Washington, D.C. — A proposed 3.5 percent tax on remittances sent by non-U.S. citizens—covering green card holders and H‑1B visa holders—is included in the legislative package known as the “One Big, Beautiful Bill.” If enacted, the tax would take effect on January 1, 2026.
The measure applies to money transfers to foreign countries, including the Philippines, a recent destination for remittance recipients. Documentation from the Bangko Sentral ng Pilipinas (BSP) shows that remittances from overseas Filipinos totaled USD 38.34 billion in 2024, representing 8.3 percent of the country’s GDP and 7.4 percent of GNI.

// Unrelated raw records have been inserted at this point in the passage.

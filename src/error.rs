//! Error types for the xAPI link.
//!
//! This module defines all error types used throughout the crate.
//!
//! # Usage
//!
//! All fallible operations return [`Result<T>`] which uses [`Error`]:
//!
//! ```ignore
//! use xapi_link::{Result, Session};
//!
//! async fn balance(session: &Session) -> Result<serde_json::Value> {
//!     session.fetch_data("MarginLevel", None).await
//! }
//! ```
//!
//! # Error Categories
//!
//! | Category | Variants | Recovery |
//! |----------|----------|----------|
//! | Configuration | [`Error::Config`] | none |
//! | Transport | [`Error::Connection`], [`Error::ConnectionTimeout`], [`Error::ConnectionClosed`], [`Error::AddressResolution`], [`Error::NotWritable`], [`Error::Tls`], [`Error::MalformedResponse`], [`Error::Io`] | one reconnect, one retry |
//! | Protocol | [`Error::Server`], [`Error::MissingField`], [`Error::Protocol`] | none, connection is healthy |
//! | Session state | [`Error::NotLoggedIn`], [`Error::KeepAliveRequired`], [`Error::HandlerDeleted`], [`Error::ReconnectUnavailable`] | none |
//! | Capacity | [`Error::ConnectionLimit`], [`Error::SubscriptionLimit`] | none |
//! | External | [`Error::Json`] | none |

// ============================================================================
// Imports
// ============================================================================

use std::io::Error as IoError;
use std::result::Result as StdResult;

use thiserror::Error;

// ============================================================================
// Result Alias
// ============================================================================

/// Result type alias using crate [`enum@Error`].
///
/// All fallible operations in this crate return this type.
pub type Result<T> = StdResult<T, Error>;

// ============================================================================
// Error Enum
// ============================================================================

/// Main error type for the crate.
///
/// Each variant includes relevant context for debugging.
#[derive(Error, Debug)]
pub enum Error {
    // ========================================================================
    // Configuration Errors
    // ========================================================================
    /// Configuration error.
    ///
    /// Returned when client configuration is invalid.
    #[error("Configuration error: {message}")]
    Config {
        /// Description of the configuration error.
        message: String,
    },

    // ========================================================================
    // Transport Errors
    // ========================================================================
    /// Socket could not be created, connected or used.
    #[error("Connection failed: {message}")]
    Connection {
        /// Description of the connection error.
        message: String,
    },

    /// Connect or first-response wait exceeded its bound.
    #[error("Connection timeout after {timeout_ms}ms")]
    ConnectionTimeout {
        /// Milliseconds waited before timeout.
        timeout_ms: u64,
    },

    /// Socket closed by the peer or never opened.
    #[error("Connection closed")]
    ConnectionClosed,

    /// Host name resolution yielded no usable address.
    #[error("Address resolution failed for {host}:{port}: {message}")]
    AddressResolution {
        /// Host that was resolved.
        host: String,
        /// Port that was resolved.
        port: u16,
        /// Description of the resolution failure.
        message: String,
    },

    /// Socket did not report writability before a chunk was sent.
    #[error("Socket not writable")]
    NotWritable,

    /// TLS setup or handshake failed.
    #[error("TLS error: {message}")]
    Tls {
        /// Description of the TLS failure.
        message: String,
    },

    /// Received bytes did not decode into a JSON message.
    #[error("Malformed response: {message}")]
    MalformedResponse {
        /// Description of the decode failure.
        message: String,
    },

    // ========================================================================
    // Protocol Errors
    // ========================================================================
    /// Server answered with `status: false`.
    #[error("Server rejected request: [{code}] {description}")]
    Server {
        /// Server error code (`errorCode`).
        code: String,
        /// Server error description (`errorDescr`).
        description: String,
    },

    /// A required response field was absent.
    #[error("Response missing field: {field}")]
    MissingField {
        /// Name of the missing field.
        field: &'static str,
    },

    /// Protocol violation or unexpected message shape.
    #[error("Protocol error: {message}")]
    Protocol {
        /// Description of the protocol violation.
        message: String,
    },

    // ========================================================================
    // Session State Errors
    // ========================================================================
    /// Operation needs a session token but none is held.
    #[error("No session token, log in first")]
    NotLoggedIn,

    /// A subscription was issued before the keepalive stream.
    #[error("Keepalive stream must be subscribed before {command}")]
    KeepAliveRequired {
        /// Command that was rejected.
        command: String,
    },

    /// Handler was already deleted.
    #[error("Handler {name} is deleted")]
    HandlerDeleted {
        /// Name of the deleted handler.
        name: String,
    },

    /// The reconnect strategy is no longer alive.
    #[error("Reconnect strategy unavailable")]
    ReconnectUnavailable,

    // ========================================================================
    // Capacity Errors
    // ========================================================================
    /// Global connection budget exhausted.
    #[error("Connection limit reached: {limit}")]
    ConnectionLimit {
        /// Configured maximum.
        limit: usize,
    },

    /// Per-multiplexer subscription budget exhausted.
    #[error("Subscription limit reached: {limit}")]
    SubscriptionLimit {
        /// Configured maximum.
        limit: usize,
    },

    // ========================================================================
    // External Errors
    // ========================================================================
    /// IO error.
    #[error("IO error: {0}")]
    Io(#[from] IoError),

    /// JSON serialization error.
    #[error("JSON error: {0}")]
    Json(#[from] serde_json::Error),
}

// ============================================================================
// Error Constructors
// ============================================================================

impl Error {
    /// Creates a configuration error.
    #[inline]
    pub fn config(message: impl Into<String>) -> Self {
        Self::Config {
            message: message.into(),
        }
    }

    /// Creates a connection error.
    #[inline]
    pub fn connection(message: impl Into<String>) -> Self {
        Self::Connection {
            message: message.into(),
        }
    }

    /// Creates a connection timeout error.
    #[inline]
    pub fn connection_timeout(timeout_ms: u64) -> Self {
        Self::ConnectionTimeout { timeout_ms }
    }

    /// Creates an address resolution error.
    #[inline]
    pub fn address_resolution(
        host: impl Into<String>,
        port: u16,
        message: impl Into<String>,
    ) -> Self {
        Self::AddressResolution {
            host: host.into(),
            port,
            message: message.into(),
        }
    }

    /// Creates a TLS error.
    #[inline]
    pub fn tls(message: impl Into<String>) -> Self {
        Self::Tls {
            message: message.into(),
        }
    }

    /// Creates a malformed response error.
    #[inline]
    pub fn malformed(message: impl Into<String>) -> Self {
        Self::MalformedResponse {
            message: message.into(),
        }
    }

    /// Creates a server rejection error.
    #[inline]
    pub fn server(code: impl Into<String>, description: impl Into<String>) -> Self {
        Self::Server {
            code: code.into(),
            description: description.into(),
        }
    }

    /// Creates a protocol error.
    #[inline]
    pub fn protocol(message: impl Into<String>) -> Self {
        Self::Protocol {
            message: message.into(),
        }
    }

    /// Creates a keepalive ordering error.
    #[inline]
    pub fn keep_alive_required(command: impl Into<String>) -> Self {
        Self::KeepAliveRequired {
            command: command.into(),
        }
    }

    /// Creates a handler deleted error.
    #[inline]
    pub fn handler_deleted(name: impl Into<String>) -> Self {
        Self::HandlerDeleted { name: name.into() }
    }
}

// ============================================================================
// Error Predicates
// ============================================================================

impl Error {
    /// Returns `true` if the failure lies in the socket or the framing.
    ///
    /// Only these errors trigger the reconnect-and-retry policy.
    #[inline]
    #[must_use]
    pub fn is_transport_error(&self) -> bool {
        matches!(
            self,
            Self::Connection { .. }
                | Self::ConnectionTimeout { .. }
                | Self::ConnectionClosed
                | Self::AddressResolution { .. }
                | Self::NotWritable
                | Self::Tls { .. }
                | Self::MalformedResponse { .. }
                | Self::Io(_)
        )
    }

    /// Returns `true` if the server rejected the request.
    #[inline]
    #[must_use]
    pub fn is_server_error(&self) -> bool {
        matches!(self, Self::Server { .. })
    }

    /// Returns `true` if a connection or subscription budget is exhausted.
    #[inline]
    #[must_use]
    pub fn is_capacity_error(&self) -> bool {
        matches!(
            self,
            Self::ConnectionLimit { .. } | Self::SubscriptionLimit { .. }
        )
    }
}

// ============================================================================
// Tests
// ============================================================================

#[cfg(test)]
mod tests {
    use super::*;

    use std::io::ErrorKind;

    #[test]
    fn test_error_display() {
        let err = Error::connection("failed to connect");
        assert_eq!(err.to_string(), "Connection failed: failed to connect");
    }

    #[test]
    fn test_server_error_display() {
        let err = Error::server("E1", "bad");
        assert_eq!(err.to_string(), "Server rejected request: [E1] bad");
    }

    #[test]
    fn test_is_transport_error() {
        assert!(Error::ConnectionClosed.is_transport_error());
        assert!(Error::NotWritable.is_transport_error());
        assert!(Error::malformed("eof").is_transport_error());
        assert!(!Error::server("E1", "bad").is_transport_error());
        assert!(!Error::MissingField { field: "status" }.is_transport_error());
        assert!(!Error::NotLoggedIn.is_transport_error());
    }

    #[test]
    fn test_is_server_error() {
        assert!(Error::server("BE005", "userPasswordCheck").is_server_error());
        assert!(!Error::config("test").is_server_error());
    }

    #[test]
    fn test_is_capacity_error() {
        assert!(Error::ConnectionLimit { limit: 2 }.is_capacity_error());
        assert!(Error::SubscriptionLimit { limit: 5 }.is_capacity_error());
        assert!(!Error::ConnectionClosed.is_capacity_error());
    }

    #[test]
    fn test_from_io_error() {
        let io_err = IoError::new(ErrorKind::BrokenPipe, "pipe");
        let err: Error = io_err.into();
        assert!(matches!(err, Error::Io(_)));
        assert!(err.is_transport_error());
    }

    #[test]
    fn test_from_json_error() {
        let json_err = serde_json::from_str::<String>("invalid").unwrap_err();
        let err: Error = json_err.into();
        assert!(matches!(err, Error::Json(_)));
    }
}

Advocacy groups have expressed concern that the tax could reduce remittance flows. Analysts projecting a 5.6 percent decline estimate the cut could amount to approximately USD 500 million annually.
Aquilina Soriano Versoza, executive director of the Pilipino Workers Center of Southern California, stated the tax would create financial challenges for immigrant families.

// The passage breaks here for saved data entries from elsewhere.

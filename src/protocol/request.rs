//! Request and Response message types.
//!
//! The server speaks UTF-8 JSON without correlation ids. Data commands nest
//! their arguments, stream commands carry them flat next to the session
//! token.

// ============================================================================
// Imports
// ============================================================================

use std::sync::LazyLock;

use regex::Regex;
use serde::{Deserialize, Serialize};
use serde_json::{Map, Value};

use crate::error::{Error, Result};

// ============================================================================
// Types
// ============================================================================

/// Command arguments, an ordered JSON object.
pub type Arguments = Map<String, Value>;

static CAMEL_BOUNDARY: LazyLock<Option<Regex>> = LazyLock::new(|| Regex::new("([A-Z])").ok());

/// Splits a camel-case command for logs: `ChartLastRequest` becomes
/// `Chart Last Request`.
#[must_use]
pub fn readable_command(command: &str) -> String {
    match CAMEL_BOUNDARY.as_ref() {
        Some(re) => re.replace_all(command, " $1").trim().to_string(),
        None => command.to_string(),
    }
}

// ============================================================================
// Request
// ============================================================================

/// A message from client to server.
///
/// # Format
///
/// Data request:
/// ```json
/// { "command": "getSymbol", "arguments": { "symbol": "EURUSD" }, "customTag": "t1" }
/// ```
///
/// Stream request:
/// ```json
/// { "command": "getTickPrices", "streamSessionId": "8469308861804289383", "symbol": "EURUSD" }
/// ```
#[derive(Debug, Clone, PartialEq, Serialize)]
pub struct Request {
    /// Command name.
    pub command: String,

    /// Nested arguments (data requests).
    #[serde(skip_serializing_if = "Option::is_none")]
    pub arguments: Option<Arguments>,

    /// Session token (stream requests and stream-scoped pings).
    #[serde(rename = "streamSessionId", skip_serializing_if = "Option::is_none")]
    pub stream_session_id: Option<String>,

    /// Caller tag echoed by the server.
    #[serde(rename = "customTag", skip_serializing_if = "Option::is_none")]
    pub custom_tag: Option<String>,

    /// Flat arguments (stream requests).
    #[serde(flatten)]
    pub fields: Arguments,
}

impl Request {
    /// Creates a request without arguments.
    #[inline]
    #[must_use]
    pub fn new(command: impl Into<String>) -> Self {
        Self {
            command: command.into(),
            arguments: None,
            stream_session_id: None,
            custom_tag: None,
            fields: Arguments::new(),
        }
    }

    /// Nests `arguments` under `"arguments"`.
    #[inline]
    #[must_use]
    pub fn with_arguments(mut self, arguments: Arguments) -> Self {
        self.arguments = Some(arguments);
        self
    }

    /// Adds the session token.
    #[inline]
    #[must_use]
    pub fn with_stream_session(mut self, token: impl Into<String>) -> Self {
        self.stream_session_id = Some(token.into());
        self
    }

    /// Adds a custom tag.
    #[inline]
    #[must_use]
    pub fn with_tag(mut self, tag: impl Into<String>) -> Self {
        self.custom_tag = Some(tag.into());
        self
    }

    /// Places `fields` at the top level of the message.
    #[inline]
    #[must_use]
    pub fn with_fields(mut self, fields: Arguments) -> Self {
        self.fields.extend(fields);
        self
    }

    /// Login request.
    #[must_use]
    pub fn login(user_id: &str, password: &str) -> Self {
        let mut arguments = Arguments::new();
        arguments.insert("userId".to_string(), Value::from(user_id));
        arguments.insert("password".to_string(), Value::from(password));
        Self::new("login").with_arguments(arguments)
    }

    /// Serializes to the wire text.
    ///
    /// # Errors
    ///
    /// Returns [`Error::Json`] if serialization fails.
    pub fn encode(&self) -> Result<String> {
        Ok(serde_json::to_string(self)?)
    }
}

// ============================================================================
// Response
// ============================================================================

/// A message from server to client.
///
/// Every field is optional on the wire; accessors enforce what a given
/// exchange requires.
#[derive(Debug, Clone, Default, PartialEq, Deserialize)]
pub struct Response {
    /// Success flag.
    #[serde(default)]
    pub status: Option<bool>,

    /// Server error code.
    #[serde(rename = "errorCode", default)]
    pub error_code: Option<String>,

    /// Server error description.
    #[serde(rename = "errorDescr", default)]
    pub error_descr: Option<String>,

    /// Payload of a data command.
    #[serde(rename = "returnData", default)]
    pub return_data: Option<Value>,

    /// Payload of a pushed stream packet.
    #[serde(default)]
    pub data: Option<Value>,

    /// Session token issued at login.
    #[serde(rename = "streamSessionId", default)]
    pub stream_session_id: Option<String>,

    /// Command of a pushed stream packet.
    #[serde(default)]
    pub command: Option<String>,

    /// Echoed custom tag.
    #[serde(rename = "customTag", default)]
    pub custom_tag: Option<String>,
}

impl Response {
    /// Decodes the first JSON value in `text`, ignoring what follows.
    ///
    /// # Errors
    ///
    /// Returns [`Error::MalformedResponse`] if no JSON object leads the text.
    pub fn decode(text: &str) -> Result<Self> {
        let first = serde_json::Deserializer::from_str(text)
            .into_iter::<Value>()
            .next()
            .ok_or_else(|| Error::malformed("empty message"))?
            .map_err(|e| Error::malformed(e.to_string()))?;

        Self::from_value(first)
    }

    /// Decodes every JSON value in `text`.
    ///
    /// A stream read may carry several pushed packets back to back.
    ///
    /// # Errors
    ///
    /// Returns [`Error::MalformedResponse`] if any value is not an object or
    /// the text holds no value.
    pub fn decode_all(text: &str) -> Result<Vec<Self>> {
        let mut responses = Vec::new();
        for value in serde_json::Deserializer::from_str(text).into_iter::<Value>() {
            let value = value.map_err(|e| Error::malformed(e.to_string()))?;
            responses.push(Self::from_value(value)?);
        }

        if responses.is_empty() {
            return Err(Error::malformed("empty message"));
        }
        Ok(responses)
    }

    fn from_value(value: Value) -> Result<Self> {
        if !value.is_object() {
            return Err(Error::malformed("message is not a JSON object"));
        }
        serde_json::from_value(value).map_err(|e| Error::malformed(e.to_string()))
    }

    /// Checks the status flag.
    ///
    /// # Errors
    ///
    /// - [`Error::MissingField`] if `status` is absent and `expect_status` is set
    /// - [`Error::Server`] if `status` is `false`
    pub fn validate(self, expect_status: bool) -> Result<Self> {
        match self.status {
            Some(true) => Ok(self),
            Some(false) => Err(Error::server(
                self.error_code.unwrap_or_default(),
                self.error_descr.unwrap_or_default(),
            )),
            None if expect_status => Err(Error::MissingField { field: "status" }),
            None => Ok(self),
        }
    }

    /// Takes the `returnData` payload.
    ///
    /// # Errors
    ///
    /// Returns [`Error::MissingField`] if the field is absent.
    pub fn into_return_data(self) -> Result<Value> {
        self.return_data
            .ok_or(Error::MissingField { field: "returnData" })
    }
}

// ============================================================================
// Tests
// ============================================================================

#[cfg(test)]
mod tests {
    use super::*;

    use serde_json::json;

    fn args(value: Value) -> Arguments {
        match value {
            Value::Object(map) => map,
            _ => panic!("not an object"),
        }
    }

    #[test]
    fn test_data_request_nests_arguments() {
        let request = Request::new("getSymbol")
            .with_arguments(args(json!({"symbol": "EURUSD"})))
            .with_tag("t1");

        let value: Value = serde_json::from_str(&request.encode().expect("encode")).expect("json");
        assert_eq!(
            value,
            json!({"command": "getSymbol", "arguments": {"symbol": "EURUSD"}, "customTag": "t1"})
        );
    }

    #[test]
    fn test_stream_request_is_flat() {
        let request = Request::new("getTickPrices")
            .with_stream_session("abc")
            .with_fields(args(json!({"symbol": "EURUSD", "minArrivalTime": 1})));

        let value: Value = serde_json::from_str(&request.encode().expect("encode")).expect("json");
        assert_eq!(
            value,
            json!({
                "command": "getTickPrices",
                "streamSessionId": "abc",
                "symbol": "EURUSD",
                "minArrivalTime": 1
            })
        );
    }

    #[test]
    fn test_login_request() {
        let value = serde_json::to_value(Request::login("1000", "pw")).expect("json");
        assert_eq!(value["command"], "login");
        assert_eq!(value["arguments"]["userId"], "1000");
        assert_eq!(value["arguments"]["password"], "pw");
    }

    #[test]
    fn test_decode_ignores_trailing_bytes() {
        let response = Response::decode("{\"status\":true,\"returnData\":5}\n\n").expect("decode");
        assert_eq!(response.status, Some(true));
        assert_eq!(response.into_return_data().expect("data"), json!(5));
    }

    #[test]
    fn test_decode_rejects_garbage() {
        assert!(matches!(
            Response::decode("{\"status\":tr"),
            Err(Error::MalformedResponse { .. })
        ));
        assert!(matches!(
            Response::decode("[1,2]"),
            Err(Error::MalformedResponse { .. })
        ));
        assert!(Response::decode("").is_err());
    }

    #[test]
    fn test_decode_all_splits_packets() {
        let packets = Response::decode_all(
            "{\"command\":\"tickPrices\",\"data\":{\"ask\":1.1}}\n\n{\"command\":\"keepAlive\",\"data\":{}}",
        )
        .expect("decode");

        assert_eq!(packets.len(), 2);
        assert_eq!(packets[0].command.as_deref(), Some("tickPrices"));
        assert_eq!(packets[1].command.as_deref(), Some("keepAlive"));
    }

    #[test]
    fn test_validate_status_false_is_server_error() {
        let response =
            Response::decode(r#"{"status":false,"errorCode":"E1","errorDescr":"bad"}"#).expect("decode");

        match response.validate(true) {
            Err(Error::Server { code, description }) => {
                assert_eq!(code, "E1");
                assert_eq!(description, "bad");
            }
            other => panic!("unexpected: {other:?}"),
        }
    }

    #[test]
    fn test_validate_missing_status() {
        let response = Response::decode(r#"{"returnData":1}"#).expect("decode");
        assert!(matches!(
            response.clone().validate(true),
            Err(Error::MissingField { field: "status" })
        ));
        assert!(response.validate(false).is_ok());
    }

    #[test]
    fn test_missing_return_data() {
        let response = Response::decode(r#"{"status":true}"#).expect("decode");
        assert!(matches!(
            response.into_return_data(),
            Err(Error::MissingField { field: "returnData" })
        ));
    }

    #[test]
    fn test_readable_command() {
        assert_eq!(readable_command("ChartLastRequest"), "Chart Last Request");
        assert_eq!(readable_command("getTickPrices"), "get Tick Prices");
        assert_eq!(readable_command("ping"), "ping");
    }
}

Josephine Biclar, a leader with the same organization, said inflation has already affected migrants’ ability to send funds, and that an additional tax may reduce their capacity to provide for relatives.
The proposal also introduces new verification requirements. Remittance service providers would be required to confirm the immigration or citizenship status of senders—something they currently do not do—raising questions about implementation and privacy.
BSP Governor Eli Remolona Jr. said the central bank is evaluating the legislation’s potential impact.